What's the easiest approach for this, and is it even possible at query
time? I could do this at index time but would prefer a Solr solution.
Solr 3.4 using edismax handler
Thanks,
Rob
Re: negative boosts for docs with common field value
Posted by Markus Jelsma <ma...@openindex.io>.
http://wiki.apache.org/solr/SolrRelevancyFAQ#How_do_I_give_a_very_low_boost_to_documents_that_match_my_query
> Hi,
>
> For the sake of simplicity, I have an index with docs containing the
> following fields:
>
> Title
> Description
> Author
>
> Some searches will obviously be saturated by docs from any given
> author if they've simply written more.
>
> I'd like to give a negative boost to these matches, there-by making
> sure that 1 Author doesn't saturate the results just because they've
> written 500 documents, compared to others who may have only written 2-3
> documents.
>
> The actual author value doesn't matter, I just want to bring down the
> score of docs by any common author to give more varied results.
>
> What's the easiest approach for this, and is it even possible at query
> time? I could do this at index time but would prefer a Solr solution.
>
> Solr 3.4 using edismax handler
>
> Thanks,
> Rob
Re: negative boosts for docs with common field value
Posted by Chris Hostetter <ho...@fucit.org>.

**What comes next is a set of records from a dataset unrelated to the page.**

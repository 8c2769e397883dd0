//! Layer download loop.
//!
//! [`DownloadOrchestrator`] walks the service's layers one at a time:
//!
//! ```text
//! service description ──► filter ──► for each layer:
//!                                      open cursor ─► pages (retry) ─► write bundle
//! ```
//!
//! A failed page is retried from the offset that failed, up to
//! `max_retries` times with exponential backoff. Malformed pages are not
//! retried; the same request would return the same payload.

use std::thread;
use std::time::Duration;

use tracing::{debug, info, warn};

use crate::arcgis::{FeatureService, HttpClient, LayerDescriptor};
use crate::fetch::{FetchError, PageCursor};
use crate::store::{sanitize_name, write_collection};

use super::types::{DownloadPlan, DownloadReport, LayerOutcome, OrchestratorError};

/// Downloads the layers of one FeatureServer into shapefile bundles.
pub struct DownloadOrchestrator<C: HttpClient> {
    client: C,
    plan: DownloadPlan,
}

impl<C: HttpClient> DownloadOrchestrator<C> {
    /// Create a new orchestrator.
    ///
    /// # Arguments
    ///
    /// * `client` - HTTP client used for every request of the run
    /// * `plan` - Service URL, output directory, paging and retry settings
    pub fn new(client: C, plan: DownloadPlan) -> Self {
        Self { client, plan }
    }

    pub fn plan(&self) -> &DownloadPlan {
        &self.plan
    }

    /// Layers the run would download, after filtering.
    ///
    /// Fails with [`OrchestratorError::UnknownLayers`] when the allow-list
    /// names ids the service does not publish.
    pub fn selected_layers(&self) -> Result<Vec<LayerDescriptor>, OrchestratorError> {
        let layers = FeatureService::new(&self.client, self.plan.service_url.as_str())
            .layers()
            .map_err(|source| OrchestratorError::Catalog {
                url: self.plan.service_url.clone(),
                source,
            })?;

        let missing = self.plan.filter.missing(&layers);
        if !missing.is_empty() {
            return Err(OrchestratorError::UnknownLayers(missing));
        }
        Ok(self.plan.filter.select(&layers))
    }

    /// Download every selected layer.
    ///
    /// Stops at the first layer that cannot be fetched or saved. Bundles
    /// written before the failure stay in place.
    pub fn run(&self) -> Result<DownloadReport, OrchestratorError> {
        let layers = self.selected_layers()?;
        let stems = unique_stems(&layers);
        let mut report = DownloadReport::default();

        info!(
            service = %self.plan.service_url,
            layers = layers.len(),
            directory = %self.plan.directory.display(),
            "starting download"
        );

        for (layer, stem) in layers.into_iter().zip(stems) {
            if layer.geometry_type.is_none() {
                warn!(layer_id = layer.id, name = %layer.name, "layer has no geometry type, skipping");
                report.skipped.push(layer);
                continue;
            }
            let outcome = self.download_layer(&layer, &stem)?;
            report.downloaded.push(outcome);
        }

        info!(
            layers = report.downloaded.len(),
            skipped = report.skipped.len(),
            records = report.total_records(),
            "download finished"
        );
        Ok(report)
    }

    /// Fetch one layer completely and write it to `<directory>/<stem>`.
    pub fn download_layer(
        &self,
        layer: &LayerDescriptor,
        stem: &str,
    ) -> Result<LayerOutcome, OrchestratorError> {
        let endpoint = FeatureService::new(&self.client, self.plan.service_url.as_str())
            .layer_url(layer.id);
        let fetch_error = |source: FetchError| OrchestratorError::Fetch {
            layer_id: layer.id,
            name: layer.name.clone(),
            source,
        };

        info!(layer_id = layer.id, name = %layer.name, "downloading layer");

        let mut retries = 0u32;
        let mut cursor = self
            .with_retries(&mut retries, || {
                PageCursor::open(&self.client, &endpoint, &self.plan.options)
            })
            .map_err(fetch_error)?;

        while self
            .with_retries(&mut retries, || cursor.next_page())
            .map_err(fetch_error)?
            .is_some()
        {
            debug!(
                layer_id = layer.id,
                fetched = cursor.fetched(),
                total = cursor.total(),
                "layer progress"
            );
        }

        let pages = cursor.pages();
        let collection = cursor.into_collection();
        let bundle = write_collection(&collection, &self.plan.directory, stem).map_err(|source| {
            OrchestratorError::Persist {
                layer_id: layer.id,
                name: layer.name.clone(),
                source,
            }
        })?;

        info!(
            layer_id = layer.id,
            records = bundle.records,
            pages,
            retries,
            path = %bundle.shp_path.display(),
            "layer saved"
        );

        Ok(LayerOutcome {
            layer: layer.clone(),
            bundle,
            pages,
            retries,
        })
    }

    /// Run `op` until it succeeds, fails permanently, or runs out of attempts.
    ///
    /// The attempt budget is per call; `total` accumulates retries across calls.
    fn with_retries<T>(
        &self,
        total: &mut u32,
        mut op: impl FnMut() -> Result<T, FetchError>,
    ) -> Result<T, FetchError> {
        let mut attempt = 0u32;
        loop {
            match op() {
                Ok(value) => return Ok(value),
                Err(e) if is_retryable(&e) && attempt < self.plan.max_retries => {
                    attempt += 1;
                    *total += 1;
                    let delay = backoff(self.plan.retry_delay, attempt);
                    warn!(
                        offset = ?e.offset(),
                        attempt,
                        max_retries = self.plan.max_retries,
                        delay_ms = delay.as_millis() as u64,
                        error = %e,
                        "request failed, retrying"
                    );
                    if !delay.is_zero() {
                        thread::sleep(delay);
                    }
                }
                Err(e) => return Err(e),
            }
        }
    }
}

/// Transport and service failures may succeed on a second attempt.
fn is_retryable(error: &FetchError) -> bool {
    matches!(error, FetchError::Page { .. } | FetchError::Metadata { .. })
}

/// `base * 2^(attempt-1)`, capped at 64x.
fn backoff(base: Duration, attempt: u32) -> Duration {
    base.saturating_mul(1 << attempt.saturating_sub(1).min(6))
}

/// Bundle stems for `layers`, disambiguated by layer id where names collide.
pub fn unique_stems(layers: &[LayerDescriptor]) -> Vec<String> {
    let mut stems: Vec<String> = Vec::with_capacity(layers.len());
    for layer in layers {
        let base = sanitize_name(&layer.name, layer.id);
        let taken = |candidate: &str| stems.iter().any(|s| s.eq_ignore_ascii_case(candidate));

        let mut stem = base.clone();
        let mut n = 1;
        while taken(&stem) {
            stem = if n == 1 {
                format!("{}_{}", base, layer.id)
            } else {
                format!("{}_{}_{}", base, layer.id, n)
            };
            n += 1;
        }
        stems.push(stem);
    }
    stems
}
//! FeatureServer service description access.

use tracing::{debug, info};

use super::error::ServiceError;
use super::esri::{LayerInfo, ServiceInfo};
use super::http::HttpClient;
use super::layer::{LayerDescriptor, LayerMetadata};
use super::query;

/// A FeatureServer root, e.g. `https://host/arcgis/rest/services/Hydro/FeatureServer`.
pub struct FeatureService<'a, C: HttpClient + ?Sized> {
    client: &'a C,
    url: String,
}

impl<'a, C: HttpClient + ?Sized> FeatureService<'a, C> {
    pub fn new(client: &'a C, url: impl Into<String>) -> Self {
        Self {
            client,
            url: url.into(),
        }
    }

    pub fn url(&self) -> &str {
        &self.url
    }

    /// List the layers the service publishes, in service order.
    pub fn layers(&self) -> Result<Vec<LayerDescriptor>, ServiceError> {
        let url = query::service_info_url(&self.url)?;
        let info: ServiceInfo = query::get_json(self.client, &url)?;
        let layers: Vec<LayerDescriptor> =
            info.layers.into_iter().map(LayerDescriptor::from).collect();
        info!(service = %self.url, layers = layers.len(), "service description loaded");
        Ok(layers)
    }

    /// Endpoint URL of one layer.
    pub fn layer_url(&self, layer_id: u32) -> String {
        query::layer_url(&self.url, layer_id)
    }
}

/// Read a layer's metadata document.
pub fn layer_metadata<C: HttpClient + ?Sized>(
    client: &C,
    layer_url: &str,
) -> Result<LayerMetadata, ServiceError> {
    let url = query::layer_info_url(layer_url)?;
    let info: LayerInfo = query::get_json(client, &url)?;
    let metadata = LayerMetadata::from(info);
    debug!(
        layer = layer_url,
        oid = %metadata.object_id_field,
        max_record_count = ?metadata.max_record_count,
        "layer metadata loaded"
    );
    Ok(metadata)
}
//! Configuration management CLI commands.
//!
//! Provides `config get`, `config set`, `config list` and `config path`
//! commands for viewing and modifying configuration settings from the
//! command line.

use clap::Subcommand;
use layerfetch::config::{config_file_path, ConfigFile, ConfigKey};

use crate::error::CliError;

/// Config subcommands.
#[derive(Debug, Subcommand)]
pub enum ConfigCommands {
    /// Get a configuration value
    Get {
        /// Configuration key in format section.key (e.g., download.page_size)
        key: String,
    },

    /// Set a configuration value
    Set {
        /// Configuration key in format section.key (e.g., download.page_size)
        key: String,

        /// Value to set
        value: String,
    },

    /// List all configuration settings
    List,

    /// Show the configuration file path
    Path,
}

/// Run a config subcommand.
pub fn run(command: ConfigCommands) -> Result<(), CliError> {
    match command {
        ConfigCommands::Get { key } => run_get(&key),
        ConfigCommands::Set { key, value } => run_set(&key, &value),
        ConfigCommands::List => run_list(),
        ConfigCommands::Path => run_path(),
    }
}

fn parse_key(key: &str) -> Result<ConfigKey, CliError> {
    key.parse().map_err(|_| {
        CliError::Config(format!(
            "Unknown configuration key '{}'. Use 'layerfetch config list' to see available keys.",
            key
        ))
    })
}

/// Get a configuration value.
fn run_get(key: &str) -> Result<(), CliError> {
    let config_key = parse_key(key)?;

    let config = ConfigFile::load()?;
    let value = config_key.get(&config);

    if value.is_empty() {
        println!("(not set)");
    } else {
        println!("{}", value);
    }

    Ok(())
}

/// Set a configuration value.
fn run_set(key: &str, value: &str) -> Result<(), CliError> {
    let config_key = parse_key(key)?;

    let mut config = ConfigFile::load()?;
    config_key
        .set(&mut config, value)
        .map_err(|e| CliError::Config(e.to_string()))?;
    config.save()?;

    println!("Set {} = {}", config_key.name(), config_key.get(&config));

    Ok(())
}

/// List all configuration settings.
fn run_list() -> Result<(), CliError> {
    let config = ConfigFile::load()?;

    println!("Configuration Settings");
    println!("======================");
    println!();

    let mut current_section = "";

    for key in ConfigKey::all() {
        let section = key.section();

        // Print section header when section changes
        if section != current_section {
            if !current_section.is_empty() {
                println!();
            }
            println!("[{}]", section);
            current_section = section;
        }

        let value = key.get(&config);
        let key_name = key.key_name();

        if value.is_empty() {
            println!("  {} = (not set)", key_name);
        } else {
            println!("  {} = {}", key_name, value);
        }
    }

    Ok(())
}

/// Show the configuration file path.
fn run_path() -> Result<(), CliError> {
    println!("{}", config_file_path().display());
    Ok(())
}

: The setup for this question was to simplify the actual environment,
: we're not actually demoting popular authors.
Well, the beter you describe your problem in terms of your *actual* goal,,
the more likely people can help give you applicable answers...

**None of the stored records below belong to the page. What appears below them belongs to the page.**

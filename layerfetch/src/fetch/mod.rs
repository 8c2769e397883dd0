//! Paged bulk fetch of a remote layer into one [`FeatureCollection`].
//!
//! # Algorithm
//!
//! 1. Read the layer description (object-id column, `maxRecordCount`,
//!    geometry type) and the server-side record count.
//! 2. Request `resultRecordCount = page_size` records at increasing
//!    `resultOffset`, ordered ascending by object id, so pages form a total
//!    order with no gaps or repeats while the dataset is static.
//! 3. Append each page in request order.
//!
//! # Termination
//!
//! The fetch is complete once the accumulated count reaches the
//! server-reported total. A short page before that point means the server
//! capped the page below what was asked, whether or not it flagged
//! `exceededTransferLimit`; the next offset advances by what was actually
//! received and paging continues. An empty page before the total is a
//! [`ParseError`], never a successful partial result.
//!
//! Pages are never retried here. See [`PageCursor`] for resuming after a
//! failure.

mod cursor;
mod error;

pub use cursor::PageCursor;
pub use error::{FetchError, ParseError};

use crate::arcgis::HttpClient;
use crate::feature::FeatureCollection;

/// Default records per page; well below the common 1000/2000 server caps.
pub const DEFAULT_PAGE_SIZE: usize = 500;

/// Paging parameters.
#[derive(Debug, Clone, Copy, PartialEq, Eq)]
pub struct FetchOptions {
    pub page_size: usize,
    /// Reproject server-side to this WKID (`outSR`).
    pub out_sr: Option<u32>,
}

impl FetchOptions {
    pub fn new(page_size: usize) -> Self {
        Self {
            page_size,
            out_sr: None,
        }
    }

    pub fn with_out_sr(mut self, wkid: Option<u32>) -> Self {
        self.out_sr = wkid;
        self
    }
}

impl Default for FetchOptions {
    fn default() -> Self {
        Self::new(DEFAULT_PAGE_SIZE)
    }
}

/// Fetches whole layers through an [`HttpClient`].
pub struct PagedFetcher<C: HttpClient> {
    client: C,
    options: FetchOptions,
}

impl<C: HttpClient> PagedFetcher<C> {
    pub fn new(client: C, options: FetchOptions) -> Self {
        Self { client, options }
    }

    pub fn options(&self) -> &FetchOptions {
        &self.options
    }

    pub fn client(&self) -> &C {
        &self.client
    }

    /// Open a cursor for page-by-page control over one layer.
    pub fn open(&self, endpoint: &str) -> Result<PageCursor<'_, C>, FetchError> {
        PageCursor::open(&self.client, endpoint, &self.options)
    }

    /// Fetch every record of the layer at `endpoint`.
    pub fn fetch_all(&self, endpoint: &str) -> Result<FeatureCollection, FetchError> {
        let mut cursor = self.open(endpoint)?;
        while cursor.next_page()?.is_some() {}
        Ok(cursor.into_collection())
    }
}

/// Fetch every record of `endpoint` in pages of `page_size`.
pub fn fetch_all<C: HttpClient + ?Sized>(
    client: &C,
    endpoint: &str,
    page_size: usize,
) -> Result<FeatureCollection, FetchError> {
    let mut cursor = PageCursor::open(client, endpoint, &FetchOptions::new(page_size))?;
    while cursor.next_page()?.is_some() {}
    Ok(cursor.into_collection())
}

https://people.apache.org/~hossman/#xyproblem
XY Problem
Your question appears to be an "XY Problem" ... that is: you are dealing
with "X", you are assuming "Y" will help you, and you are asking about "Y"
without giving more details about the "X" so that we can understand the
full issue. Perhaps the best solution doesn't involve "Y" at all?
See Also: http://www.perlmonks.org/index.pl?node_id=542341
-Hoss
Re: negative boosts for docs with common field value
Posted by Rob Brown <ro...@intelcompute.com>.
The setup for this question was to simplify the actual environment,
we're not actually demoting popular authors.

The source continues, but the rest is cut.